Do People Need Higher Education to Succeed?

Over the last year we've seen a lot of evidence that the education to employment link is broken. Today more than half of US college graduates are looking for work, college cost has risen by 40% over the last ten years, and college graduates now have more than a trillion dollars of debt.

Many jobs are in great demand (computer science, chemical engineering, statistics, health professions), but many are not. And according to Richard Arum, a sociologist at New York University, 36% of students show no improvement in critical thinking over four years of college.

I mentioned the mismatch between Education and Business late last year, and it appears that the problem continues to grow.

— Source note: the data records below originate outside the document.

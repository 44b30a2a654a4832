//! Read-only composed view of an installed bundle
//!
//! A bundle's dataset is its own contexts plus the contexts of its
//! transitive dependencies, each dependency edge dropping the contexts it
//! excludes. When several bundles capture the same context, the one
//! closest to the opened bundle owns it (breadth-first, declared order).

use std::collections::{BTreeSet, HashSet, VecDeque};

use tracing::debug;

use super::layout;
use super::manifest::{Manifest, ManifestDependency};
use crate::cache::{Cache, CacheLookup, InstalledBundle};
use crate::domain::{BundleKey, ContextId, Version};
use crate::error::{Result, bundle, fs};
use crate::resolver::Resolver;
use crate::store::{GraphStore, MemoryStore};
use crate::store::nquads;

#[derive(Debug, Clone)]
pub struct Bundle {
    cache: Cache,
    installed: InstalledBundle,
}

impl Bundle {
    /// Open the given version, or the highest installed one
    pub fn open(cache: &Cache, id: &str, version: Option<Version>) -> Result<Self> {
        let version = match version {
            Some(v) => v,
            None => cache
                .latest(id)?
                .ok_or_else(|| bundle::not_found(id, None))?,
        };
        match cache.lookup(id, version)? {
            CacheLookup::Found(installed) => Ok(Self {
                cache: cache.clone(),
                installed,
            }),
            CacheLookup::NotFound => Err(bundle::not_found(id, Some(version))),
        }
    }

    pub fn key(&self) -> &BundleKey {
        &self.installed.key
    }

    pub fn manifest(&self) -> &Manifest {
        &self.installed.manifest
    }

    pub fn installed(&self) -> &InstalledBundle {
        &self.installed
    }

    /// Contexts captured by this bundle itself
    pub fn contexts(&self) -> Vec<ContextId> {
        self.installed
            .manifest
            .context_ids()
            .map(str::to_string)
            .collect()
    }

    pub fn dependencies(&self) -> &[ManifestDependency] {
        &self.installed.manifest.dependencies
    }

    /// Every context of the composed dataset with the bundle owning it
    pub fn composition(&self) -> Result<Vec<(ContextId, BundleKey)>> {
        let resolution = Resolver::new(&self.cache).resolve(self.key())?;

        let mut owners: Vec<(ContextId, BundleKey)> = Vec::new();
        let mut claimed: HashSet<ContextId> = HashSet::new();
        let mut seen: HashSet<(BundleKey, BTreeSet<ContextId>)> = HashSet::new();
        let mut queue = VecDeque::from([(self.key().clone(), BTreeSet::new())]);

        while let Some((key, excluded)) = queue.pop_front() {
            if !seen.insert((key.clone(), excluded.clone())) {
                continue;
            }
            let Some(manifest) = resolution.manifest(&key) else {
                continue;
            };

            for ctx in manifest.context_ids() {
                if !excluded.contains(ctx) && claimed.insert(ctx.to_string()) {
                    owners.push((ctx.to_string(), key.clone()));
                }
            }

            for dep in &manifest.dependencies {
                let mut dep_excluded = excluded.clone();
                dep_excluded.extend(dep.excludes.iter().cloned());
                queue.push_back((dep.key(), dep_excluded));
            }
        }

        Ok(owners)
    }

    /// Bundle closest to this one that provides `context`
    pub fn owner_of(&self, context: &str) -> Result<Option<BundleKey>> {
        Ok(self
            .composition()?
            .into_iter()
            .find(|(ctx, _)| ctx == context)
            .map(|(_, owner)| owner))
    }

    /// Load the composed dataset into memory
    pub fn load(&self) -> Result<MemoryStore> {
        let mut store = MemoryStore::new();
        for (context, owner) in self.composition()? {
            let owner_bundle = match self.cache.lookup(&owner.id, owner.version)? {
                CacheLookup::Found(b) => b,
                CacheLookup::NotFound => return Err(bundle::not_found(&owner.id, Some(owner.version))),
            };
            let Some(file) = owner_bundle.manifest.context_file(&context) else {
                continue;
            };
            let path = owner_bundle.path.join(layout::GRAPHS_DIR).join(file);
            let text = std::fs::read_to_string(&path).map_err(|e| fs::read_failed(&path, e))?;
            let statements = nquads::parse_ntriples(&text, &path.display().to_string())?;
            store.write_context(&context, &statements)?;
        }
        debug!(key = %self.key(), statements = store.len(), "loaded bundle");
        Ok(store)
    }
}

It does beg the big question: do young people really need a higher education degree to succeed? Bill Gates dropped out of college and it certainly didn't hold him back.

The UnCollege: Do it Yourself

I just finished reading a very interesting book entitled "Hacking your Education," written by Dale Stephens, a Thiel Fellow, young entrepreneur, and self-educated man. Dale's argument is that education is expensive, often wastes time, and not necessary for success.

He professes that you should get up at 6am every day and use every opportunity you have to develop yourself. Take an internship. Find a mentor. Start a business. And read, study, and learn.

Much of what he recommends is what we identify as traits of a "self-learner" in business. People who know how to learn (and are motivated to learn) consistently outperform their peers. The technical term for it is "learning agility," and some people are just born with it.

While the value of higher education will never go away, in today's economy we should honor and promote people who educate themselves. When you look at a new candidate, rather than look at his or her college degree, maybe you should take more time to look at his experience, ability to learn, drive, and problem solving skills.

Much of our corporate learning research shows that high performing business people often don't have fancy degrees, because in most jobs you must learn the business when you get there. Maybe you, as an employer, should look at people who are "self-taught" in a new light?

Of course higher education plays many roles in peoples' lives. It gives us perspective, reading and writing skills, and in many cases a start on a profession. And the four years in a focused environment teach discipline and hard work for many. And the Bureau of Labor Statistics datadoes show that people with college degrees have half the unemployment rate of those without.

But in today's job market college may not be perfect for everyone. And right now, given the high cost of education, we as employers need to expand our horizons about what a "great candidate" really looks like. Some of the most successful people in the world didn't finish college. Let's keep our minds open.